### Task details
Scan the data below for lines holding the word "label", and copy each line found.

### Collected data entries
- Opening Delimiter -

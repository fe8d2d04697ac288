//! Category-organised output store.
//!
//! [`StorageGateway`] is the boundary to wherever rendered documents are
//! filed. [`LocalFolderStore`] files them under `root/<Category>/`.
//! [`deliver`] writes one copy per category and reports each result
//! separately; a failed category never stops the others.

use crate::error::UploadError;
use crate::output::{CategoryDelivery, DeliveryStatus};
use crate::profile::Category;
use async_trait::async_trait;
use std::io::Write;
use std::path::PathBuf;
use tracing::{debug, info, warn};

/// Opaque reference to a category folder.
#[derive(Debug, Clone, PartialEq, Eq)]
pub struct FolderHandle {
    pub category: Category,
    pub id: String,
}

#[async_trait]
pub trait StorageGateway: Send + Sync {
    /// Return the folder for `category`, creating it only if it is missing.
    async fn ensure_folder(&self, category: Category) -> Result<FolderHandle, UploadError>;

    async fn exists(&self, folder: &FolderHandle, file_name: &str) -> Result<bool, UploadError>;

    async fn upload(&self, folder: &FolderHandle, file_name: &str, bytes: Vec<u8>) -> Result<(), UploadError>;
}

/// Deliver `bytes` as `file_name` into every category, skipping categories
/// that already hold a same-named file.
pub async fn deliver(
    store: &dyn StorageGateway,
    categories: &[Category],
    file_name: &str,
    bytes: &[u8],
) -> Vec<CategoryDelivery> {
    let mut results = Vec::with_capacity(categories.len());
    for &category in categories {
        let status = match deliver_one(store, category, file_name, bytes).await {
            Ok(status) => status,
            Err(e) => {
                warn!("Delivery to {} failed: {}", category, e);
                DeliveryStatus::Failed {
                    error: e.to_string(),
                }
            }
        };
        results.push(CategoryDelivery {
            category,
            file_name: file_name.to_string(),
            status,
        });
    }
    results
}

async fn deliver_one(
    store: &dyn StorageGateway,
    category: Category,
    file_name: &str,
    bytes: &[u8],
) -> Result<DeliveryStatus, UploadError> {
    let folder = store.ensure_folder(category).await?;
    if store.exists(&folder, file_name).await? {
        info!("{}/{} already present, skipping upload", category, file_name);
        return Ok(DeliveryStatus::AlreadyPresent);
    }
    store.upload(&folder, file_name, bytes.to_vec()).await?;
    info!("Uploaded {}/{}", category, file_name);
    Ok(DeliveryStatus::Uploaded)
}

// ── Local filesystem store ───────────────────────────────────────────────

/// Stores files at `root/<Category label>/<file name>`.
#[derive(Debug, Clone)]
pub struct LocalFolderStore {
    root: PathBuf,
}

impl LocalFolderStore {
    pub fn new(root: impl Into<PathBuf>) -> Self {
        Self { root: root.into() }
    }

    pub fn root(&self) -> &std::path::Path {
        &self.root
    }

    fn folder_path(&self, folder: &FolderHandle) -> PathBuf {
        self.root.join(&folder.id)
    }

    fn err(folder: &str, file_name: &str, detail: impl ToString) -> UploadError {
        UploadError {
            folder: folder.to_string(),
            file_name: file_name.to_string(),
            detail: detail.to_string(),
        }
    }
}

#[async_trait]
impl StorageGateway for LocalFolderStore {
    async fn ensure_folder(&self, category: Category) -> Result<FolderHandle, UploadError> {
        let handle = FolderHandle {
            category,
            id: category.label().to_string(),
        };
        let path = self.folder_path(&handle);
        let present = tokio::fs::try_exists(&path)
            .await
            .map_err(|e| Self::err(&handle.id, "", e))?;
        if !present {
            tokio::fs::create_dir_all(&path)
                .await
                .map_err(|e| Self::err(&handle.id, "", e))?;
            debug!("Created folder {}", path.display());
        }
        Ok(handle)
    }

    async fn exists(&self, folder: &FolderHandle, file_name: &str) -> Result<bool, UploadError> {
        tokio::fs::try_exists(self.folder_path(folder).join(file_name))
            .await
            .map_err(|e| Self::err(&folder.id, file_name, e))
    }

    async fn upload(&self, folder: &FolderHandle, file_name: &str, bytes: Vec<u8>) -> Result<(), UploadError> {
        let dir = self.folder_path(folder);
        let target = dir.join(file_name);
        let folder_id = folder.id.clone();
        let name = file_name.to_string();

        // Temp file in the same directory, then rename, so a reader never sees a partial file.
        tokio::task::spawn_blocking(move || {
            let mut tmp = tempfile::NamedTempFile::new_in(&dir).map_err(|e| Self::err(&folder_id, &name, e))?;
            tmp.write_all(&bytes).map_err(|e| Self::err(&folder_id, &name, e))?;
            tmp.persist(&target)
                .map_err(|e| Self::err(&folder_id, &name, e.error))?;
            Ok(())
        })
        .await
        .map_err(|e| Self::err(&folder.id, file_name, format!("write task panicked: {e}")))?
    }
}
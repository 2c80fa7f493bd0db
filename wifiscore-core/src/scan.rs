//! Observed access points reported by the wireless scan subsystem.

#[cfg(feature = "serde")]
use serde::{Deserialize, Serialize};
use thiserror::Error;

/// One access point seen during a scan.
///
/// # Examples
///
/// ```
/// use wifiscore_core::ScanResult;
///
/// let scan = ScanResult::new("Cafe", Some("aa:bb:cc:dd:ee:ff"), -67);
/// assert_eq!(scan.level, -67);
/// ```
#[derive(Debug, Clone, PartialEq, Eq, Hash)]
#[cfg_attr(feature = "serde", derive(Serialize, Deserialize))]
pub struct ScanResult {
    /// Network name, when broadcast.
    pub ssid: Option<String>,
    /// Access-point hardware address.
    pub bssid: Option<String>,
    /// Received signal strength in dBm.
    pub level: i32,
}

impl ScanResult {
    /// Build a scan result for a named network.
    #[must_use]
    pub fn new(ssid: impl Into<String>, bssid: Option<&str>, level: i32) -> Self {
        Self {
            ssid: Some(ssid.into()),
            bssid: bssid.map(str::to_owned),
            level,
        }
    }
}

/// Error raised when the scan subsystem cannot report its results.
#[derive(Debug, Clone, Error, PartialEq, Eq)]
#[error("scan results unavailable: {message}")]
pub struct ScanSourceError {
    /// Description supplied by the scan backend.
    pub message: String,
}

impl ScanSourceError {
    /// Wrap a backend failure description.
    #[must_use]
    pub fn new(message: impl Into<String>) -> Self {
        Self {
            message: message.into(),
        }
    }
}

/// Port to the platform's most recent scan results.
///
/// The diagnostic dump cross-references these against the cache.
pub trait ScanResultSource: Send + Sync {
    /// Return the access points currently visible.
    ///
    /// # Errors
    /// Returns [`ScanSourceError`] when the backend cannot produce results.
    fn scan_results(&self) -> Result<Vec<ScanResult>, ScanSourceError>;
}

- Closing Delimiter -

### Result
/// Stores files at `root/<Category label>/<file name>`.
            id: category.label().to_string(),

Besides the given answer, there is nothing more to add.